==== Data provided ====
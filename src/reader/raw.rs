//! Raw register dump parser: a bare sequence of 14-byte frames (R0-R13),
//! no header. Metadata falls back to config defaults.

use crate::error::{Result, Ym2snError};
use crate::model::YmFrame;

const FRAME_SIZE: usize = 14;

/// Parse a buffer as a sequence of headerless 14-byte register frames.
pub fn parse_frames(data: &[u8]) -> Result<Vec<YmFrame>> {
    if data.len() % FRAME_SIZE != 0 || data.is_empty() {
        return Err(Ym2snError::ParseError(format!(
            "raw dump length {} is not a positive multiple of {FRAME_SIZE}",
            data.len()
        )));
    }

    let mut frames = Vec::with_capacity(data.len() / FRAME_SIZE);
    let mut last_shape: Option<u8> = None;
    for chunk in data.chunks_exact(FRAME_SIZE) {
        let tone_period = [
            u16::from(chunk[0]) | (u16::from(chunk[1] & 0x0F) << 8),
            u16::from(chunk[2]) | (u16::from(chunk[3] & 0x0F) << 8),
            u16::from(chunk[4]) | (u16::from(chunk[5] & 0x0F) << 8),
        ];
        let noise_period = chunk[6] & 0x1F;
        let mixer = chunk[7];
        let level = [chunk[8] & 0x1F, chunk[9] & 0x1F, chunk[10] & 0x1F];
        let env_period = u16::from(chunk[11]) | (u16::from(chunk[12]) << 8);
        let env_shape = chunk[13] & 0x0F;
        let env_shape_written = last_shape != Some(chunk[13]);
        last_shape = Some(chunk[13]);

        frames.push(YmFrame {
            tone_period,
            noise_period,
            mixer,
            level,
            env_period,
            env_shape,
            env_shape_written,
        });
    }
    Ok(frames)
}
====
**Work to complete**
The answer must consist of every line from the records above that holds "Result".

**Solution to the problem**
use crate::error::{Result, Ym2snError};
pub fn parse_frames(data: &[u8]) -> Result<Vec<YmFrame>> {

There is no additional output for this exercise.